Task item: Below are entries; output exactly the lines from the one with "let mut lines" to the one with "init_logging(&config);", both included, and nothing else.

Stored items:
// src/physics/profile.rs

use crate::physics::projector::{DetectorGeometry, Ring};
use std::f64::consts::PI;

/// X-axis of the reduced pattern. Both express the same scattering angle;
/// toggling the axis re-labels the bins without touching the reflection
/// list.
#[derive(Debug, Clone, Copy, PartialEq, Eq)]
pub enum ProfileAxis {
    /// Scattering angle 2θ in degrees.
    TwoTheta,
    /// Momentum transfer q = 4π·sinθ/λ in Å⁻¹.
    Q,
}

/// One bar of the reduced pattern.
#[derive(Debug, Clone)]
pub struct ProfileBin {
    pub x: f64,
    pub height: f64,
    pub width: f64,
}

/// Reduced 1-D pattern over the angular window the detector actually
/// intercepts.
#[derive(Debug, Clone)]
pub struct Profile {
    pub axis: ProfileAxis,
    /// Window lower bound in axis units.
    pub min: f64,
    /// Window upper bound in axis units.
    pub max: f64,
    pub bins: Vec<ProfileBin>,
}

fn q_of_two_theta_deg(tth_deg: f64, wavelength: f64) -> f64 {
    4.0 * PI * (tth_deg.to_radians() / 2.0).sin() / wavelength
}

/// Restrict the ring set to the detector's 2θ window and bin it into bars.
///
/// Rings outside the window simply do not intersect the detector; they are
/// excluded without comment. Bar width is a fixed 1/100 of the window span;
/// bar height is the relative intensity, or 1 for rings from the analytic
/// path.
pub fn reduce(
    rings: &[Ring],
    geom: &DetectorGeometry,
    wavelength: f64,
    axis: ProfileAxis,
) -> Profile {
    let (tth_min, tth_max) = geom.two_theta_window_deg();

    let (min, max) = match axis {
        ProfileAxis::TwoTheta => (tth_min, tth_max),
        ProfileAxis::Q => (
            q_of_two_theta_deg(tth_min, wavelength),
            q_of_two_theta_deg(tth_max, wavelength),
        ),
    };
    let width = (max - min) / 100.0;

    let bins = rings
        .iter()
        .filter_map(|ring| {
            let tth_deg = ring.two_theta.to_degrees();
            if tth_deg <= tth_min || tth_deg >= tth_max {
                return None;
            }
            let x = match axis {
                ProfileAxis::TwoTheta => tth_deg,
                ProfileAxis::Q => q_of_two_theta_deg(tth_deg, wavelength),
            };
            Some(ProfileBin {
                x,
                height: ring.intensity.unwrap_or(1.0),
                width,
            })
        })
        .collect();

    Profile {
        axis,
        min,
        max,
        bins,
    }
}

#[cfg(test)]
mod tests {
    use super::*;
    use crate::model::Reflection;
    use crate::physics::projector::{project_rings, wavelength_angstrom};

    fn ring_at_two_theta_deg(tth_deg: f64) -> Ring {
        Ring {
            two_theta: tth_deg.to_radians(),
            radius: 150.0 * tth_deg.to_radians().tan(),
            h: 1,
            k: 0,
            l: 0,
            intensity: None,
            points: Vec::new(),
        }
    }

    #[test]
    fn window_from_reference_geometry() {
        let geom = DetectorGeometry::default(); // 79.9 × 77.2, x 15, y 30, 150 mm
        let (tth_min, tth_max) = geom.two_theta_window_deg();

        // Near corner: (0, 30); far corner: (54.95, 107.2)
        assert!((tth_min - (30.0_f64 / 150.0).atan().to_degrees()).abs() < 1e-9);
        let r_max = (54.95_f64 * 54.95 + 107.2 * 107.2).sqrt();
        assert!((tth_max - (r_max / 150.0).atan().to_degrees()).abs() < 1e-9);
        assert!((tth_min - 11.3099).abs() < 1e-3);
        assert!((tth_max - 38.7766).abs() < 1e-3);
    }

    #[test]
    fn rings_outside_the_window_are_excluded() {
        let geom = DetectorGeometry::default();
        let wl = wavelength_angstrom(10_000.0);
        let rings = vec![
            ring_at_two_theta_deg(5.0),  // inside the beam-side gap
            ring_at_two_theta_deg(20.0), // on the detector
            ring_at_two_theta_deg(50.0), // beyond the far corner
        ];

        let profile = reduce(&rings, &geom, wl, ProfileAxis::TwoTheta);
        assert_eq!(profile.bins.len(), 1);
        assert!((profile.bins[0].x - 20.0).abs() < 1e-12);
        assert!((profile.bins[0].height - 1.0).abs() < 1e-12);
        assert!((profile.bins[0].width - (profile.max - profile.min) / 100.0).abs() < 1e-12);
    }

    #[test]
    fn axis_toggle_relabels_without_recomputation() {
        let geom = DetectorGeometry::default();
        let wl = wavelength_angstrom(10_000.0);
        // Build rings once from the reflection list; both reductions reuse them
        let reflections = vec![
            Reflection { h: 1, k: 0, l: 0, d_spacing: 4.15, intensity: None },
            Reflection { h: 1, k: 1, l: 0, d_spacing: 2.934, intensity: None },
            Reflection { h: 1, k: 1, l: 1, d_spacing: 2.396, intensity: None },
        ];
        let rings = project_rings(&reflections, wl, &geom);

        let tth = reduce(&rings, &geom, wl, ProfileAxis::TwoTheta);
        let q = reduce(&rings, &geom, wl, ProfileAxis::Q);

        assert_eq!(tth.bins.len(), q.bins.len());
        for (bt, bq) in tth.bins.iter().zip(q.bins.iter()) {
            assert!((bq.x - q_of_two_theta_deg(bt.x, wl)).abs() < 1e-12);
            assert!((bt.height - bq.height).abs() < 1e-12);
        }
        assert!((q.min - q_of_two_theta_deg(tth.min, wl)).abs() < 1e-12);
        assert!((q.max - q_of_two_theta_deg(tth.max, wl)).abs() < 1e-12);
    }

    #[test]
    fn structure_path_heights_carry_intensity() {
        let geom = DetectorGeometry::default();
        let wl = wavelength_angstrom(10_000.0);
        let mut ring = ring_at_two_theta_deg(20.0);
        ring.intensity = Some(63.7);

        let profile = reduce(&[ring], &geom, wl, ProfileAxis::TwoTheta);
        assert!((profile.bins[0].height - 63.7).abs() < 1e-12);
    }
}
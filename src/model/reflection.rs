// src/model/reflection.rs

use crate::model::cell::LatticeSystem;
use serde::Serialize;

/// One allowed lattice reflection.
///
/// The analytic path enumerates non-negative indices and leaves `intensity`
/// empty; the structure-file path carries signed indices and a relative
/// intensity scaled so the strongest peak is 100.
#[derive(Debug, Clone, PartialEq, Serialize)]
pub struct Reflection {
    pub h: i32,
    pub k: i32,
    pub l: i32,
    /// Interplanar spacing in Å.
    pub d_spacing: f64,
    pub intensity: Option<f64>,
}

/// Result of one full recompute pass.
///
/// Built into a temporary and returned by value, so consumers only ever see
/// a complete list. The snapshot is immutable after construction; a new
/// configuration produces a new snapshot rather than editing this one.
#[derive(Debug, Clone, Serialize)]
pub struct Snapshot {
    /// Classified crystal system (analytic path only; structure files carry
    /// their own symmetry).
    pub system: Option<LatticeSystem>,
    /// Human-readable status line for the presentation layer.
    pub message: String,
    /// X-ray wavelength in Å derived from the beam energy.
    pub wavelength: f64,
    pub reflections: Vec<Reflection>,
}
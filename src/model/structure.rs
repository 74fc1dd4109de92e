// src/model/structure.rs

use serde::{Deserialize, Serialize};

#[derive(Clone, Debug, Serialize, Deserialize)]
pub struct Atom {
    pub element: String,
    /// Cartesian position in Å.
    pub position: [f64; 3],
}

/// An atomic structure loaded from a file: lattice vectors as rows
/// [a_vec, b_vec, c_vec] plus the expanded (symmetry-applied) atom list.
#[derive(Clone, Debug, Serialize, Deserialize)]
pub struct Structure {
    pub lattice: [[f64; 3]; 3],
    pub atoms: Vec<Atom>,
    #[serde(skip)]
    pub formula: String,
}

impl Structure {
    /// Recover (a, b, c, alpha, beta, gamma) from the lattice vectors.
    /// Lengths in Å, angles in degrees.
    pub fn cell_parameters(&self) -> (f64, f64, f64, f64, f64, f64) {
        let [av, bv, cv] = self.lattice;

        let norm = |v: [f64; 3]| (v[0] * v[0] + v[1] * v[1] + v[2] * v[2]).sqrt();
        let dot = |u: [f64; 3], v: [f64; 3]| u[0] * v[0] + u[1] * v[1] + u[2] * v[2];

        let a = norm(av);
        let b = norm(bv);
        let c = norm(cv);

        let alpha = (dot(bv, cv) / (b * c)).acos().to_degrees();
        let beta = (dot(av, cv) / (a * c)).acos().to_degrees();
        let gamma = (dot(av, bv) / (a * b)).acos().to_degrees();

        (a, b, c, alpha, beta, gamma)
    }

    /// Condensed element summary, e.g. "Na4 Cl4", for status messages.
    pub fn formula_from_atoms(&self) -> String {
        let mut counts: Vec<(String, usize)> = Vec::new();
        for atom in &self.atoms {
            match counts.iter_mut().find(|(e, _)| *e == atom.element) {
                Some((_, n)) => *n += 1,
                None => counts.push((atom.element.clone(), 1)),
            }
        }
        counts
            .iter()
            .map(|(e, n)| format!("{}{}", e, n))
            .collect::<Vec<_>>()
            .join(" ")
    }
}
mod commands;

use std::sync::Arc;

use anyhow::{Context, Result};
use podconfig::{Config, get_config};
use podplayer::{
    JsonEpisodeStore, JsonQueueFile, PlaybackSession, PlayerConfigExt, QueueEvent, QueueStore,
    SessionEvent, SessionQueueBridge, SimulatedEngineFactory,
};
use tokio::io::{AsyncBufReadExt, BufReader};
use tokio::task::JoinHandle;
use tracing::{debug, info, trace, warn};
use tracing_subscriber::{EnvFilter, layer::SubscriberExt, util::SubscriberInitExt};

use commands::{Command, Console, HELP};

fn init_logging(config: &Config) {
    // RUST_LOG a priorité sur la configuration
    let filter = EnvFilter::try_from_default_env()
        .unwrap_or_else(|_| EnvFilter::new(config.get_log_min_level().to_lowercase()));
    let registry = tracing_subscriber::registry().with(filter);

    if config.get_log_enable_console() {
        registry
            .with(
                tracing_subscriber::fmt::layer()
                    .with_target(true)
                    .with_level(true)
                    .with_ansi(true),
            )
            .init();
    } else {
        registry.init();
    }
}

/// Logs what the session and the queue report.
fn spawn_event_logger(session: &PlaybackSession, queue: &QueueStore) -> JoinHandle<()> {
    let mut session_events = session.subscribe();
    let mut queue_events = queue.subscribe();

    tokio::spawn(async move {
        loop {
            tokio::select! {
                event = session_events.recv() => match event {
                    Some(SessionEvent::EpisodeChanged { episode: Some(episode) }) => {
                        info!(episode = %episode.id, title = %episode.title, "▶️ Current episode")
                    }
                    Some(SessionEvent::StateChanged { episode_id, state }) => {
                        debug!(episode = ?episode_id, state = ?state, "Session state")
                    }
                    Some(SessionEvent::PositionChanged { episode_id, position, duration }) => {
                        trace!(episode = %episode_id, position, duration, "Position")
                    }
                    Some(SessionEvent::Failed { episode_id, reason }) => {
                        warn!(episode = %episode_id, reason = %reason, "❌ Playback failed")
                    }
                    Some(SessionEvent::Finished { episode_id }) => {
                        info!(episode = %episode_id, "✅ Episode finished")
                    }
                    Some(SessionEvent::PersistFailed { episode_id, reason }) => {
                        warn!(episode = %episode_id, reason = %reason, "⚠️ Resume position not saved")
                    }
                    Some(_) => {}
                    None => break,
                },
                event = queue_events.recv() => match event {
                    Some(QueueEvent::Updated { items }) => debug!(len = items.len(), "Queue updated"),
                    Some(QueueEvent::PersistFailed { reason }) => {
                        warn!(reason = %reason, "⚠️ Queue not saved")
                    }
                    None => break,
                },
            }
        }
    })
}

async fn run_console(console: &Console<'_>) -> Result<()> {
    let mut lines = BufReader::new(tokio::io::stdin()).lines();
    println!("{HELP}");

    while let Some(line) = lines.next_line().await.context("failed to read stdin")? {
        if line.trim().is_empty() {
            continue;
        }
        let command = match line.parse::<Command>() {
            Ok(command) => command,
            Err(err) => {
                println!("{err}");
                continue;
            }
        };
        match console.execute(command).await {
            Ok(true) => {}
            Ok(false) => break,
            Err(err) => println!("{err:#}"),
        }
    }
    Ok(())
}

#[tokio::main]
async fn main() -> Result<()> {
    let config = get_config();
    init_logging(&config);

    // ========== Stockage ==========
    let library_file = config
        .get_library_file()
        .context("cannot resolve the library file")?;
    let queue_file = config
        .get_queue_file()
        .context("cannot resolve the queue file")?;

    let store = Arc::new(JsonEpisodeStore::open(&library_file));
    let queue = QueueStore::load(Arc::new(JsonQueueFile::new(&queue_file)));
    info!(queue = queue.len(), "📋 Play queue restored");

    // ========== Lecture ==========
    let factory = Arc::new(SimulatedEngineFactory::new());
    let session = PlaybackSession::builder(factory, store.clone())
        .config(config.session_config())
        .build()?;
    let bridge = SessionQueueBridge::spawn(session.clone(), queue.clone(), store.clone())?;
    let logger = spawn_event_logger(&session, &queue);

    info!("✅ PodMusic is ready!");
    let console = Console {
        session: &session,
        queue: &queue,
        store: store.as_ref(),
    };
    tokio::select! {
        result = run_console(&console) => result?,
        _ = tokio::signal::ctrl_c() => info!("Interrupted"),
    }

    // ========== Arrêt ==========
    bridge.shutdown();
    session.shutdown();
    logger.abort();
    info!("👋 PodMusic stopped");
    Ok(())
}
//! User-ordered play queue.
//!
//! The queue holds episode identities only, each at most once. A call that
//! changes the order persists the full new order immediately and returns
//! `true`; a failed write is reported (log + [`QueueEvent::PersistFailed`])
//! but the in-memory order stays authoritative for the running process.
//!
//! A call that would leave the order as it is returns `false` and writes
//! nothing: `add_to_top` on the current head, `move_to_end` on the last item,
//! `append` of a queued episode, `remove`/`move_to_end` of an absent one.
//! This type NEVER starts playback; chaining the queue to the session is the
//! job of [`SessionQueueBridge`](crate::SessionQueueBridge).

mod persistence;

use std::collections::HashSet;
use std::sync::{Arc, Mutex, MutexGuard};

use tracing::{debug, warn};

use crate::events::{EventBus, EventReceiver};
use crate::model::{EpisodeId, QueueEvent};

pub use persistence::{JsonQueueFile, MemoryQueuePersistence, QueuePersistence};

struct QueueInner {
    items: Mutex<Vec<EpisodeId>>,
    persistence: Arc<dyn QueuePersistence>,
    events: EventBus<QueueEvent>,
}

#[derive(Clone)]
pub struct QueueStore {
    inner: Arc<QueueInner>,
}

impl std::fmt::Debug for QueueStore {
    fn fmt(&self, f: &mut std::fmt::Formatter<'_>) -> std::fmt::Result {
        f.debug_struct("QueueStore")
            .field("items", &*self.lock())
            .finish()
    }
}

impl QueueStore {
    /// Restores the queue from `persistence`.
    ///
    /// Duplicated ids in the persisted data are collapsed to their first
    /// occurrence.
    pub fn load(persistence: Arc<dyn QueuePersistence>) -> Self {
        let mut seen = HashSet::new();
        let items: Vec<EpisodeId> = persistence
            .load()
            .into_iter()
            .filter(|id| seen.insert(id.clone()))
            .collect();
        debug!(len = items.len(), "Queue restored");

        Self {
            inner: Arc::new(QueueInner {
                items: Mutex::new(items),
                persistence,
                events: EventBus::new(),
            }),
        }
    }

    fn lock(&self) -> MutexGuard<'_, Vec<EpisodeId>> {
        self.inner
            .items
            .lock()
            .unwrap_or_else(|poisoned| poisoned.into_inner())
    }

    pub fn subscribe(&self) -> EventReceiver<QueueEvent> {
        self.inner.events.subscribe()
    }

    /// Applies `op` and, when it reports a change, persists and broadcasts the
    /// new order while still holding the lock.
    fn mutate<F>(&self, operation: &'static str, op: F) -> bool
    where
        F: FnOnce(&mut Vec<EpisodeId>) -> bool,
    {
        let mut items = self.lock();
        if !op(&mut items) {
            debug!(operation, "Queue unchanged");
            return false;
        }

        if let Err(err) = self.inner.persistence.save(&items) {
            warn!(operation, error = %err, "Failed to persist queue; keeping in-memory order");
            self.inner.events.broadcast(QueueEvent::PersistFailed {
                reason: err.to_string(),
            });
        }
        debug!(operation, len = items.len(), "Queue updated");
        self.inner.events.broadcast(QueueEvent::Updated {
            items: items.clone(),
        });
        true
    }

    /// Adds `id` at the end unless it is already queued.
    pub fn append(&self, id: &EpisodeId) -> bool {
        self.mutate("append", |items| {
            if items.contains(id) {
                return false;
            }
            items.push(id.clone());
            true
        })
    }

    /// "Play next": moves or inserts `id` at the head of the queue.
    pub fn add_to_top(&self, id: &EpisodeId) -> bool {
        self.mutate("add_to_top", |items| {
            if items.first() == Some(id) {
                return false;
            }
            items.retain(|item| item != id);
            items.insert(0, id.clone());
            true
        })
    }

    pub fn remove(&self, id: &EpisodeId) -> bool {
        self.mutate("remove", |items| match items.iter().position(|item| item == id) {
            Some(index) => {
                items.remove(index);
                true
            }
            None => false,
        })
    }

    /// "Keep for later": moves `id` to the end of the queue.
    pub fn move_to_end(&self, id: &EpisodeId) -> bool {
        self.mutate("move_to_end", |items| {
            match items.iter().position(|item| item == id) {
                Some(index) if index + 1 < items.len() => {
                    let item = items.remove(index);
                    items.push(item);
                    true
                }
                _ => false,
            }
        })
    }

    /// Moves the element at `from` to index `to`, keeping the relative order
    /// of the others. Out-of-range indices leave the queue untouched.
    pub fn reorder(&self, from: usize, to: usize) -> bool {
        self.mutate("reorder", |items| {
            if from >= items.len() || to >= items.len() || from == to {
                return false;
            }
            let item = items.remove(from);
            items.insert(to, item);
            true
        })
    }

    pub fn clear(&self) -> bool {
        self.mutate("clear", |items| {
            if items.is_empty() {
                return false;
            }
            items.clear();
            true
        })
    }

    /// Peeks at the head of the queue without consuming it.
    pub fn next(&self) -> Option<EpisodeId> {
        self.lock().first().cloned()
    }

    pub fn items(&self) -> Vec<EpisodeId> {
        self.lock().clone()
    }

    pub fn len(&self) -> usize {
        self.lock().len()
    }

    pub fn is_empty(&self) -> bool {
        self.lock().is_empty()
    }

    pub fn contains(&self, id: &EpisodeId) -> bool {
        self.lock().contains(id)
    }

    pub fn position(&self, id: &EpisodeId) -> Option<usize> {
        self.lock().iter().position(|item| item == id)
    }
}

#[cfg(test)]
mod tests {
    use super::*;
    use crate::events::drain;

    fn ids(names: &[&str]) -> Vec<EpisodeId> {
        names.iter().map(|name| EpisodeId::from(*name)).collect()
    }

    fn queue_with(names: &[&str]) -> (Arc<MemoryQueuePersistence>, QueueStore) {
        let persistence = Arc::new(MemoryQueuePersistence::new(ids(names)));
        let queue = QueueStore::load(persistence.clone());
        (persistence, queue)
    }

    #[test]
    fn append_is_idempotent() {
        let (_, queue) = queue_with(&["e1"]);
        assert!(queue.append(&EpisodeId::from("e2")));
        assert!(!queue.append(&EpisodeId::from("e2")));
        assert_eq!(queue.items(), ids(&["e1", "e2"]));
    }

    #[test]
    fn add_to_top_moves_existing_item_and_keeps_relative_order() {
        let (_, queue) = queue_with(&["e1", "e2", "e3", "e4", "e5"]);
        assert!(queue.add_to_top(&EpisodeId::from("e4")));
        assert_eq!(queue.items(), ids(&["e4", "e1", "e2", "e3", "e5"]));
    }

    #[test]
    fn add_to_top_inserts_new_item() {
        let (_, queue) = queue_with(&["e1"]);
        assert!(queue.add_to_top(&EpisodeId::from("e9")));
        assert_eq!(queue.items(), ids(&["e9", "e1"]));
        assert!(!queue.add_to_top(&EpisodeId::from("e9")));
    }

    #[test]
    fn move_to_end_sends_item_last() {
        let (_, queue) = queue_with(&["e1", "e2", "e3"]);
        assert!(queue.move_to_end(&EpisodeId::from("e1")));
        assert_eq!(queue.items(), ids(&["e2", "e3", "e1"]));
        assert!(!queue.move_to_end(&EpisodeId::from("e1")));
        assert!(!queue.move_to_end(&EpisodeId::from("ghost")));
    }

    #[test]
    fn reorder_is_a_move_not_a_swap() {
        let (_, queue) = queue_with(&["a", "b", "c", "d"]);
        assert!(queue.reorder(0, 2));
        assert_eq!(queue.items(), ids(&["b", "c", "a", "d"]));
        assert!(queue.reorder(3, 0));
        assert_eq!(queue.items(), ids(&["d", "b", "c", "a"]));
        assert!(!queue.reorder(1, 9));
    }

    #[test]
    fn unchanged_order_is_not_persisted() {
        let (persistence, queue) = queue_with(&["e1", "e2", "e3"]);
        let mut rx = queue.subscribe();

        assert!(!queue.add_to_top(&EpisodeId::from("e1")));
        assert!(!queue.move_to_end(&EpisodeId::from("e3")));
        assert!(!queue.append(&EpisodeId::from("e2")));
        assert_eq!(persistence.save_count(), 0);
        assert!(drain(&mut rx).is_empty());

        assert!(queue.move_to_end(&EpisodeId::from("e1")));
        assert_eq!(persistence.save_count(), 1);
    }

    #[test]
    fn remove_absent_episode_is_a_noop() {
        let (persistence, queue) = queue_with(&["e1"]);
        assert!(!queue.remove(&EpisodeId::from("ghost")));
        assert_eq!(persistence.save_count(), 0);
        assert!(queue.remove(&EpisodeId::from("e1")));
        assert!(queue.is_empty());
        assert!(persistence.saved().is_empty());
    }

    #[test]
    fn every_mutation_is_persisted() {
        let (persistence, queue) = queue_with(&[]);
        queue.append(&EpisodeId::from("a"));
        queue.append(&EpisodeId::from("b"));
        queue.add_to_top(&EpisodeId::from("b"));
        assert_eq!(persistence.save_count(), 3);
        assert_eq!(persistence.saved(), ids(&["b", "a"]));
    }

    #[test]
    fn next_does_not_consume() {
        let (_, queue) = queue_with(&["e1", "e2"]);
        assert_eq!(queue.next(), Some(EpisodeId::from("e1")));
        assert_eq!(queue.next(), Some(EpisodeId::from("e1")));
        assert_eq!(queue.len(), 2);
    }

    #[test]
    fn duplicated_persisted_ids_are_collapsed() {
        let (_, queue) = queue_with(&["a", "b", "a"]);
        assert_eq!(queue.items(), ids(&["a", "b"]));
    }

    #[test]
    fn persistence_failure_keeps_memory_order_and_is_reported() {
        let queue = QueueStore::load(Arc::new(MemoryQueuePersistence::failing()));
        let mut rx = queue.subscribe();

        assert!(queue.append(&EpisodeId::from("a")));
        assert_eq!(queue.items(), ids(&["a"]));

        let events = drain(&mut rx);
        assert!(matches!(events[0], QueueEvent::PersistFailed { .. }));
        assert_eq!(events[1], QueueEvent::Updated { items: ids(&["a"]) });
    }

    #[test]
    fn never_holds_duplicates_after_mixed_operations() {
        let (_, queue) = queue_with(&["a", "b", "c"]);
        let script: &[(&str, &str)] = &[
            ("append", "a"),
            ("top", "c"),
            ("append", "d"),
            ("top", "d"),
            ("top", "a"),
            ("append", "b"),
        ];
        for (op, id) in script {
            let id = EpisodeId::from(*id);
            match *op {
                "append" => queue.append(&id),
                _ => queue.add_to_top(&id),
            };
            queue.reorder(0, queue.len() - 1);
        }

        let items = queue.items();
        let unique: HashSet<_> = items.iter().collect();
        assert_eq!(unique.len(), items.len());
        assert_eq!(items.len(), 4);
    }
}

Response:
    let mut lines = BufReader::new(tokio::io::stdin()).lines();
    println!("{HELP}");

    while let Some(line) = lines.next_line().await.context("failed to read stdin")? {
        if line.trim().is_empty() {
            continue;
        }
        let command = match line.parse::<Command>() {
            Ok(command) => command,
            Err(err) => {
                println!("{err}");
                continue;
            }
        };
        match console.execute(command).await {
            Ok(true) => {}
            Ok(false) => break,
            Err(err) => println!("{err:#}"),
        }
    }
    Ok(())
}

#[tokio::main]
async fn main() -> Result<()> {
    let config = get_config();
    init_logging(&config);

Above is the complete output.